I devoted around 5 years of my life to getting a base down in the Hawaiian language.
I started first with a kumu close to where I live, and things shut down during COVID. She taught me a few oli, I was exposed to some dances, and she taught me some songs on the ukulele. We talked story and we talked about complicated Hawaiian families, and she too, having those type of wounds, and it seemed to be a Hawaiian pilikia.
My cousin Pua expressed, gotta learn Hawaiian, can't dance if you don't know Hawaiian, so I began my quest, starting with youtube and duolingo before beginning to work with kumu Kaliko. I worked with him for four years. I then began to work with kumu 'Ohu and kumu Kalei.
Here are my language learning very messy websites. I store my notes and work here.
My notes the first two years I think. There are some class notes here, and I am assuming since this is so under the radar, it is okay.
https://sites.google.com/view/kumuwaiwaiolelohawaii/home
Next layer
Present Layer
gonna start over this is the kumu 'ohu layer I think I'll start putting my ho'olauna here.
Hoʻomaʻamaʻa CREATE
Game: discover the pattern, use the pattern as the form for an automatic writing mele
Pepeke painu + ʻami no + kaʻi + memea
E heluhelu/ʻoe/i nā puke no ka ʻōlelo Hawaiʻi.
I should read books about the Hawaiian language.
Automatic Writing Meditation on the preposition no, when it can be used to convey about.
Ua manaʻo/mākou/no ka ʻāina.
We thought about the land.
Ua hula/mākou/no nā lani a me nā aliʻi
We danced about the heavens and the aliʻi
Ua mele/mākou/no nā kai ʻewalu
We sang about the seven seas.
Ua moeʻuhane/mākou/no ka manawa o ka lokahi a me nā honu i neʻe mālie ʻana o nā honu.
We dreamed about the time of harmony and slow moving turtles.
Ua pule/mākou/no nā pilikia a pau ma ʻaneʻi i kēia manawa.
We prayed about all the troubles here right now.

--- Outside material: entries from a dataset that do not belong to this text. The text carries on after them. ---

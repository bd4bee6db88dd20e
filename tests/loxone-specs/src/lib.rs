// SPDX-License-Identifier: BUSL-1.1
// Copyright (c) 2026 Loxone MCP Bridge Contributors

//! Test harness for end-to-end binary smoke tests.
//!
//! Spawns the real `loxone-mcp-server` binary as a subprocess, pointed at
//! an in-process mock Miniserver (HTTP command endpoints + `remotecontrol`
//! WebSocket), and exercises it over the HTTP+SSE MCP transport.

use std::path::{Path, PathBuf};
use std::process::{Child, Command, Stdio};
use std::sync::atomic::{AtomicBool, AtomicUsize, Ordering};
use std::sync::Arc;
use std::time::Duration;

use axum::extract::ws::{Message, WebSocket, WebSocketUpgrade};
use axum::extract::{Path as AxPath, State};
use axum::response::IntoResponse;
use axum::routing::get;
use axum::{Json, Router};
use serde_json::{json, Value};
use tokio::net::TcpListener;
use tokio::sync::broadcast;
use tokio::task::JoinHandle;

/// Find a free TCP port by binding to :0 then releasing.
pub fn free_port() -> anyhow::Result<u16> {
    let listener = std::net::TcpListener::bind("127.0.0.1:0")?;
    Ok(listener.local_addr()?.port())
}

/// Resolve the path to the compiled `loxone-mcp-server` binary.
pub fn server_binary() -> PathBuf {
    let manifest = Path::new(env!("CARGO_MANIFEST_DIR"));
    // tests/loxone-specs → tests → workspace root
    let workspace = manifest.parent().and_then(|p| p.parent()).unwrap_or(manifest);
    workspace.join("target").join("debug").join("loxone-mcp-server")
}

fn ll_ok(value: Value) -> Json<Value> {
    Json(json!({ "LL": { "code": "200", "value": value } }))
}

fn ll_err(code: &str) -> Json<Value> {
    Json(json!({ "LL": { "code": code, "value": "" } }))
}

/// A fixture `LoxAPP3.json` with one `Jalousie` in each of two rooms,
/// matching the device shape scenarios S1/S2 describe.
pub fn fixture_structure() -> Value {
    json!({
        "msInfo": {
            "projectName": "Test Home",
            "swVersion": "12.0.1.1",
            "location": "Testville",
        },
        "rooms": {
            "10000000-0000-0000-0000-000000000001": { "name": "Living Room" },
            "10000000-0000-0000-0000-000000000002": { "name": "Kitchen" },
        },
        "cats": {
            "20000000-0000-0000-0000-000000000001": { "name": "shading" },
        },
        "controls": {
            "30000000-0000-0000-0000-000000000001": {
                "name": "Rolladen Wohnzimmer",
                "type": "Jalousie",
                "room": "10000000-0000-0000-0000-000000000001",
                "cat": "20000000-0000-0000-0000-000000000001",
                "states": { "up": "state-up-1", "down": "state-down-1" },
            },
            "30000000-0000-0000-0000-000000000002": {
                "name": "Rolladen Kueche",
                "type": "Jalousie",
                "room": "10000000-0000-0000-0000-000000000002",
                "cat": "20000000-0000-0000-0000-000000000001",
                "states": { "up": "state-up-2", "down": "state-down-2" },
            },
        },
    })
}

#[derive(Clone)]
struct MockState {
    structure: Value,
    io_401_once: Arc<AtomicBool>,
    getjwt_count: Arc<AtomicUsize>,
    ws_inject: broadcast::Sender<Vec<u8>>,
}

async fn reachability(State(_state): State<MockState>) -> impl IntoResponse {
    ll_ok(json!({ "snr": "504F94112233" }))
}

async fn getkey2(State(_state): State<MockState>, AxPath(_user): AxPath<String>) -> impl IntoResponse {
    ll_ok(json!({ "key": "deadbeef", "salt": "cafebabe", "hashAlg": "SHA1" }))
}

/// Loxone-epoch `validUntil` an hour in the future, so `ensure_fresh` never
/// forces an unprompted refresh mid-test.
fn valid_until_epoch() -> i64 {
    const LOXONE_EPOCH_OFFSET: i64 = 1_230_768_000;
    let now_unix = std::time::SystemTime::now()
        .duration_since(std::time::UNIX_EPOCH)
        .map(|d| d.as_secs() as i64)
        .unwrap_or(0);
    now_unix - LOXONE_EPOCH_OFFSET + 3600
}

async fn getjwt(State(state): State<MockState>, AxPath(_rest): AxPath<String>) -> impl IntoResponse {
    let n = state.getjwt_count.fetch_add(1, Ordering::SeqCst) + 1;
    ll_ok(json!({
        "token": format!("test-jwt-{n}"),
        "validUntil": valid_until_epoch(),
        "tokenRights": 4,
        "key": "00",
    }))
}

async fn refreshjwt(AxPath(_rest): AxPath<String>) -> impl IntoResponse {
    ll_ok(json!(""))
}

async fn killtoken(AxPath(_rest): AxPath<String>) -> impl IntoResponse {
    ll_ok(json!(""))
}

async fn structure_file(State(state): State<MockState>) -> impl IntoResponse {
    ll_ok(state.structure.clone())
}

/// `GET /jdev/sps/io/{uuid}/{command}`: returns one `401` the first time
/// `io_401_once` is armed (spec §8 scenario S4), then `200` thereafter.
async fn command_io(
    State(state): State<MockState>,
    AxPath((_uuid, _command)): AxPath<(String, String)>,
) -> impl IntoResponse {
    if state.io_401_once.swap(false, Ordering::SeqCst) {
        return ll_err("401").into_response();
    }
    ll_ok(json!("OK")).into_response()
}

async fn ws_handler(State(state): State<MockState>, ws: WebSocketUpgrade) -> impl IntoResponse {
    ws.on_upgrade(move |socket| handle_socket(socket, state))
}

/// Acks `authwithtoken`/`enablebinstatusupdate`/`keepalive` text frames with
/// an `LL.code=200` response, and forwards any bytes pushed through
/// `ws_inject` as a binary frame (used to simulate door/window events, S3).
async fn handle_socket(mut socket: WebSocket, state: MockState) {
    let mut inject_rx = state.ws_inject.subscribe();
    loop {
        tokio::select! {
            msg = socket.recv() => {
                match msg {
                    Some(Ok(Message::Text(_))) => {
                        let ack = r#"{"LL":{"code":"200","value":"OK"}}"#;
                        if socket.send(Message::Text(ack.into())).await.is_err() {
                            break;
                        }
                    }
                    Some(Ok(Message::Close(_))) | None => break,
                    Some(Ok(_)) => {}
                    Some(Err(_)) => break,
                }
            }
            frame = inject_rx.recv() => {
                match frame {
                    Ok(bytes) => {
                        if socket.send(Message::Binary(bytes.into())).await.is_err() {
                            break;
                        }
                    }
                    Err(broadcast::error::RecvError::Lagged(_)) => continue,
                    Err(broadcast::error::RecvError::Closed) => break,
                }
            }
        }
    }
}

/// An in-process mock Miniserver: HTTP command endpoints plus the
/// `remotecontrol` WebSocket, bound to a real TCP port so the real
/// `loxone-mcp-server` binary can connect to it as a subprocess.
pub struct MockMiniserver {
    port: u16,
    io_401_once: Arc<AtomicBool>,
    getjwt_count: Arc<AtomicUsize>,
    ws_inject: broadcast::Sender<Vec<u8>>,
    serve_task: JoinHandle<()>,
}

impl MockMiniserver {
    pub async fn start() -> anyhow::Result<Self> {
        let (ws_inject, _rx) = broadcast::channel(16);
        let state = MockState {
            structure: fixture_structure(),
            io_401_once: Arc::new(AtomicBool::new(false)),
            getjwt_count: Arc::new(AtomicUsize::new(0)),
            ws_inject,
        };

        let router = Router::new()
            .route("/jdev/cfg/apiKey", get(reachability))
            .route("/jdev/sys/getkey2/{user}", get(getkey2))
            .route("/jdev/sys/getjwt/{*rest}", get(getjwt))
            .route("/jdev/sys/refreshjwt/{*rest}", get(refreshjwt))
            .route("/jdev/sys/killtoken/{*rest}", get(killtoken))
            .route("/data/LoxAPP3.json", get(structure_file))
            .route("/jdev/sps/io/{uuid}/{command}", get(command_io))
            .route("/ws/rfc6455", get(ws_handler))
            .with_state(state.clone());

        let listener = TcpListener::bind("127.0.0.1:0").await?;
        let port = listener.local_addr()?.port();
        let serve_task = tokio::spawn(async move {
            let _ = axum::serve(listener, router).await;
        });

        Ok(Self {
            port,
            io_401_once: state.io_401_once,
            getjwt_count: state.getjwt_count,
            ws_inject: state.ws_inject,
            serve_task,
        })
    }

    pub fn port(&self) -> u16 {
        self.port
    }

    /// Arm the next `GET /jdev/sps/io/...` call to fail with `401` once.
    pub fn arm_one_401(&self) {
        self.io_401_once.store(true, Ordering::SeqCst);
    }

    pub fn getjwt_calls(&self) -> usize {
        self.getjwt_count.load(Ordering::SeqCst)
    }

    /// Push a raw binary WebSocket frame to every connected client (the
    /// real server holds exactly one connection at a time).
    pub fn inject_ws_frame(&self, bytes: Vec<u8>) {
        let _ = self.ws_inject.send(bytes);
    }
}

A laila, /ua noho pū/mākou/i ka māla a me nā kawaowao ipu,
And then, we sat together in the garden with the ipu seedlings,
Ua noʻonoʻo/mākou/no ka mea ʻole a hiki i lilo ʻanu i nā ipu he nui.
We thought about nothing until we became the many ipu.
Hoʻopili ia i nā aʻa i ka lokahi o Papahānaumoku a me Hina
Reaching roots into harmony of earth and goddess moon
I began studying the Hawaiian Language after a prompt from my cousin P., that if I wanted to hula, I should learn the Hawaiian language so I would understand what I was dancing to. At this time I had retired from my career as a playfreshional contemporary dancer and had restructured my life to circle up around health and well-being. I began to take classes with a hālau a 45 minute drive from my home. After six months of study, I set the hula aside to dive into ʻōlelo Hawaii. I began to look first to teachers on YouTube, and then, when that did not seem to be of much support, I sought out support from oleloonline and began to invest in the language.
In the journey, I chose to say yes, or admit yes, that I am a Hawaiian, and given I had dedicated my life to the arts and healing, I was both a kanaka maoli artist and a mea lapa lāʻau independent on the quantum of islander koko flowing through my veins. In saying yes, I also said yes to processing the depths of grief associated with this lineage, which, at times, has been overwhelming.
I saying yes to the Hawaiian lineage, I choose to shed this identity and nod to the lands here in Santa Barbara County that have been my hānai ʻohana. Although there is this ancient lineage, in this life, the fact is, the land here calls me her own, just as the Hawaiian islands call me the same when I return there, and even how the lands of former Yugoslavia also embrace me when I visit there
It is true, the creativity is now flowing into the language, and beginning to flow into the visual arts, but to tell you the truth, I am scratching my head why, why am I doing this.
There is a haole saying that ignorance is bliss. Iʻd say, identifying as a haole was a lot easier than to embrace the truth of my fatherʻs lineage. With awareness has come things perhaps I would have preferred to remain buried.
Nobody in my family speaks the language, I am the first to return to it, and perhaps I will be the last.